The inhabitants of European capitals have their own small forests, but only the Polish capital borders on a real primeval forest. The Kampinos National Park was established to protect it and prevent it from being “swallowed” by the expanding city. Another reason is the hope that under the protection the Kampinos Forest will serve Warsaw and the inhabitants of the entire region for a long time.

The unusual mosaic of landscapes – inland dunes, swamps, forests, meadows and rushes with an enormous wealth of plant cover and thousands of animal species – makes it one of the most valuable natural areas in Europe. Despite centuries of transformations and human activity, the Forest remained a great living laboratory of nature. The protection and care of several generations of employees of the National Park, lasting for over 60 years, contribute to the regeneration of nature. The forests become more and more natural and take on a primeval character, as centuries ago, and thanks to reintroductions, species which once occurred here, such as elk, beaver or lynx, are recovered. Apart from its natural values, the Kampinos Forest is a real repository of traces of the past. These areas were not spared by any of the historical events important for the country, and traces of uprisings and wars can be found in many places in the Park.


As a result of changes in the environment and hunting, the last elk in the Kampinos Forest died in the 19th century. Thanks to the reintroduction process, the return of this animal took place in the 1950s. Currently, the number of elks in the KNP is estimated at about 450 individuals. The elk is the heraldic animal of the Kampinos National Park and at the same time the largest representative of the Kampinos Forest fauna. Adult males, called bulls, reach 185 cm in height at the withers, 270 cm in length of the body 250 and a weight of up to 400 kg. The mating season, known as rut, occurs in September-October. In this period, bulls make characteristic noises resembling muffled groaning, and the impressive elk antlers become a weapon used to fight for mates. The female, known as the elk cow, is about 1/4 smaller than the male. In May-June, cows usually give birth to 1-2 young (elk calves). 

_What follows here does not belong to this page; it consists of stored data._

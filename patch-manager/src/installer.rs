//! Command line and process launch for the external installer.

use std::fmt;
use std::io::{self, Read};
use std::path::Path;
use std::process::{Command, Stdio};

use indexmap::IndexMap;
use tracing::debug;

pub const TARGET_NODE_IDS_PROPERTY: &str = "target.node.ids";

/// `[wrapper...] <java> -Dk=v... [-Dtarget.node.ids=..] -jar <archive>`
#[derive(Clone, Debug, PartialEq, Eq)]
pub struct InstallCommand {
    pub program: String,
    pub args: Vec<String>,
}

impl InstallCommand {
    pub fn build(
        wrapper: &[String],
        java_binary: &str,
        endpoint_properties: &IndexMap<String, String>,
        node_ids: &[String],
        archive: &Path,
    ) -> Self {
        let mut argv: Vec<String> = wrapper.to_vec();
        argv.push(java_binary.to_string());
        argv.extend(
            endpoint_properties
                .iter()
                .map(|(key, value)| format!("-D{key}={value}")),
        );
        if !node_ids.is_empty() {
            argv.push(format!("-D{TARGET_NODE_IDS_PROPERTY}={}", node_ids.join(",")));
        }
        argv.push("-jar".to_string());
        argv.push(archive.display().to_string());

        let program = argv.remove(0);
        Self {
            program,
            args: argv,
        }
    }
}

impl fmt::Display for InstallCommand {
    fn fmt(&self, f: &mut fmt::Formatter<'_>) -> fmt::Result {
        f.write_str(&self.program)?;
        for arg in &self.args {
            write!(f, " {arg}")?;
        }
        Ok(())
    }
}

/// Result of a finished installer process.
#[derive(Clone, Debug, PartialEq, Eq)]
pub struct InstallOutcome {
    /// `None` when the process was terminated by a signal.
    pub exit_code: Option<i32>,
    /// Standard output and standard error as written to one shared pipe, so
    /// their interleaving is kept. Bytes that are not UTF-8 are replaced.
    pub output: String,
}

impl InstallOutcome {
    pub fn success(&self) -> bool {
        self.exit_code == Some(0)
    }
}

/// Runs the installer to completion.
pub trait Launcher: Send + Sync {
    fn launch(&self, command: &InstallCommand) -> io::Result<InstallOutcome>;
}

/// Spawns the installer as a child process and waits for it.
#[derive(Clone, Copy, Debug, Default)]
pub struct ProcessLauncher;

impl Launcher for ProcessLauncher {
    fn launch(&self, command: &InstallCommand) -> io::Result<InstallOutcome> {
        debug!(command = %command, "launching installer");
        let (mut reader, writer) = io::pipe()?;
        // The command's copies of the write end must be gone before reading.
        let mut child = {
            let mut process = Command::new(&command.program);
            process
                .args(&command.args)
                .stdin(Stdio::null())
                .stdout(writer.try_clone()?)
                .stderr(writer);
            process.spawn()?
        };

        let mut output = Vec::new();
        let read = reader.read_to_end(&mut output);
        let status = child.wait()?;
        read?;
        Ok(InstallOutcome {
            exit_code: status.code(),
            output: String::from_utf8_lossy(&output).into_owned(),
        })
    }
}

#[cfg(test)]
mod tests {
    use super::*;
    use std::path::PathBuf;

    #[test]
    fn builds_wrapped_command() {
        let mut endpoint = IndexMap::new();
        endpoint.insert("node.endpoint".to_string(), "https://localhost:8443".to_string());
        endpoint.insert("node.user".to_string(), "admin".to_string());

        let command = InstallCommand::build(
            &["sudo".to_string(), "-n".to_string()],
            "/opt/jdk/bin/java",
            &endpoint,
            &["node1".to_string(), "node2".to_string()],
            &PathBuf::from("/repo/p1.jar"),
        );

        assert_eq!(command.program, "sudo");
        assert_eq!(
            command.args,
            [
                "-n",
                "/opt/jdk/bin/java",
                "-Dnode.endpoint=https://localhost:8443",
                "-Dnode.user=admin",
                "-Dtarget.node.ids=node1,node2",
                "-jar",
                "/repo/p1.jar",
            ]
        );
    }

    #[test]
    fn omits_node_ids_when_empty() {
        let command = InstallCommand::build(
            &[],
            "java",
            &IndexMap::new(),
            &[],
            &PathBuf::from("p1.jar"),
        );
        assert_eq!(command.to_string(), "java -jar p1.jar");
    }

    #[cfg(unix)]
    #[test]
    fn process_launcher_captures_output_and_exit_code() {
        let command = InstallCommand {
            program: "sh".into(),
            args: vec!["-c".into(), "echo out; echo err >&2; exit 3".into()],
        };
        let outcome = ProcessLauncher.launch(&command).unwrap();
        assert_eq!(outcome.exit_code, Some(3));
        assert!(!outcome.success());
        assert_eq!(outcome.output, "out\nerr\n");
    }

    #[cfg(unix)]
    #[test]
    fn process_launcher_keeps_stream_interleaving() {
        let command = InstallCommand {
            program: "sh".into(),
            args: vec![
                "-c".into(),
                "echo one; echo two >&2; echo three; echo four >&2".into(),
            ],
        };
        let outcome = ProcessLauncher.launch(&command).unwrap();
        assert!(outcome.success());
        assert_eq!(outcome.output, "one\ntwo\nthree\nfour\n");
    }

    #[test]
    fn missing_program_is_a_launch_error() {
        let command = InstallCommand {
            program: "/nonexistent/java-for-patch-tests".into(),
            args: Vec::new(),
        };
        assert!(ProcessLauncher.launch(&command).is_err());
    }
}
use std::fs::File;
use std::io::{BufReader, Read};
use std::path::Path;

use indexmap::IndexMap;
use tracing::debug;
use zip::ZipArchive;

use crate::error::PackageError;

const META_INF: &str = "META-INF/";
const SIGNATURE_BLOCK_EXTENSIONS: [&str; 3] = [".RSA", ".DSA", ".EC"];

/// Fully read contents of a patch archive, keyed by entry name in archive order.
///
/// Every entry is read to the end while loading so a truncated or corrupt
/// member fails here rather than halfway through verification. Buffers grow
/// with the bytes actually read; the size a header declares is only compared
/// afterwards.
#[derive(Clone, Debug)]
pub struct ArchiveContents {
    entries: IndexMap<String, Vec<u8>>,
}

impl ArchiveContents {
    pub fn open(path: &Path) -> Result<Self, PackageError> {
        let file = File::open(path)?;
        Self::from_reader(BufReader::new(file))
    }

    pub fn from_reader<R: Read + std::io::Seek>(reader: R) -> Result<Self, PackageError> {
        let mut archive =
            ZipArchive::new(reader).map_err(|err| PackageError::zip("cannot open archive", err))?;

        let mut entries = IndexMap::with_capacity(archive.len());
        for index in 0..archive.len() {
            let mut file = archive
                .by_index(index)
                .map_err(|err| PackageError::zip("cannot read archive entry", err))?;
            if file.is_dir() {
                continue;
            }
            let name = file.name().to_string();
            let declared = file.size();
            let mut bytes = Vec::new();
            file.read_to_end(&mut bytes)?;
            if bytes.len() as u64 != declared {
                return Err(PackageError::format(format!(
                    "entry `{name}` declares {declared} bytes but holds {}",
                    bytes.len()
                )));
            }
            debug!(entry = %name, size = bytes.len(), "read archive entry");
            if entries.insert(name.clone(), bytes).is_some() {
                return Err(PackageError::format(format!(
                    "duplicate archive entry `{name}`"
                )));
            }
        }

        Ok(Self { entries })
    }

    pub fn get(&self, name: &str) -> Option<&[u8]> {
        self.entries.get(name).map(Vec::as_slice)
    }

    pub fn contains(&self, name: &str) -> bool {
        self.entries.contains_key(name)
    }

    pub fn names(&self) -> impl Iterator<Item = &str> {
        self.entries.keys().map(String::as_str)
    }

    pub fn iter(&self) -> impl Iterator<Item = (&str, &[u8])> {
        self.entries.iter().map(|(k, v)| (k.as_str(), v.as_slice()))
    }

    pub fn into_entries(self) -> IndexMap<String, Vec<u8>> {
        self.entries
    }

    /// Signature files (`META-INF/<ALIAS>.SF`) paired with their block file, if any.
    pub fn signers(&self) -> Vec<SignerFiles<'_>> {
        self.names()
            .filter_map(|name| {
                let alias = meta_inf_file(name)?.strip_suffix_ignore_case(".SF")?;
                let block = SIGNATURE_BLOCK_EXTENSIONS.iter().find_map(|ext| {
                    let block_name = format!("{META_INF}{alias}{ext}");
                    self.entries
                        .get_key_value(&block_name)
                        .map(|(k, v)| (k.as_str(), v.as_slice()))
                });
                Some(SignerFiles {
                    alias,
                    signature_file: name,
                    block,
                })
            })
            .collect()
    }
}

/// The files making up one signer's signature.
#[derive(Clone, Copy, Debug)]
pub struct SignerFiles<'a> {
    pub alias: &'a str,
    pub signature_file: &'a str,
    pub block: Option<(&'a str, &'a [u8])>,
}

/// Entries that carry signature metadata and are therefore not signed themselves.
pub fn is_signature_related(name: &str) -> bool {
    if name.eq_ignore_ascii_case(crate::manifest::MANIFEST_NAME) {
        return true;
    }
    let Some(file) = meta_inf_file(name) else {
        return false;
    };
    let upper = file.to_ascii_uppercase();
    upper.ends_with(".SF")
        || SIGNATURE_BLOCK_EXTENSIONS
            .iter()
            .any(|ext| upper.ends_with(ext))
        || upper.starts_with("SIG-")
}

/// File name directly under `META-INF/`; `None` for nested paths or other directories.
fn meta_inf_file(name: &str) -> Option<&str> {
    let prefix = name.get(..META_INF.len())?;
    if !prefix.eq_ignore_ascii_case(META_INF) {
        return None;
    }
    let file = &name[META_INF.len()..];
    (!file.is_empty() && !file.contains('/')).then_some(file)
}

trait StripSuffixIgnoreCase {
    fn strip_suffix_ignore_case(&self, suffix: &str) -> Option<&str>;
}

impl StripSuffixIgnoreCase for str {
    fn strip_suffix_ignore_case(&self, suffix: &str) -> Option<&str> {
        let split = self.len().checked_sub(suffix.len())?;
        let tail = self.get(split..)?;
        (tail.eq_ignore_ascii_case(suffix) && split > 0).then(|| &self[..split])
    }
}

In the Kampinos Forest, the elk prefers vast forest areas with swamps, peat bogs and waters, demonstrating its good adaptation to life in such an environment.

Thanks to its long limbs, the elk easily jumps over trees and other obstacles lying on the ground, and the possibility to strongly spread its double hooves enables it to safely tread on raised bogs and other wet and marshy areas. In summer, elks’ favourite food are leaves and young shoots of trees and shrubs, as well as herbaceous marsh and aquatic flora. In winter, however, they eat mostly pine needles, twigs and bark, as well as moss and lichens.

What’s worth visiting?

The opening hours of individual places are subject to change. Please check the website for up-to-date information before visiting.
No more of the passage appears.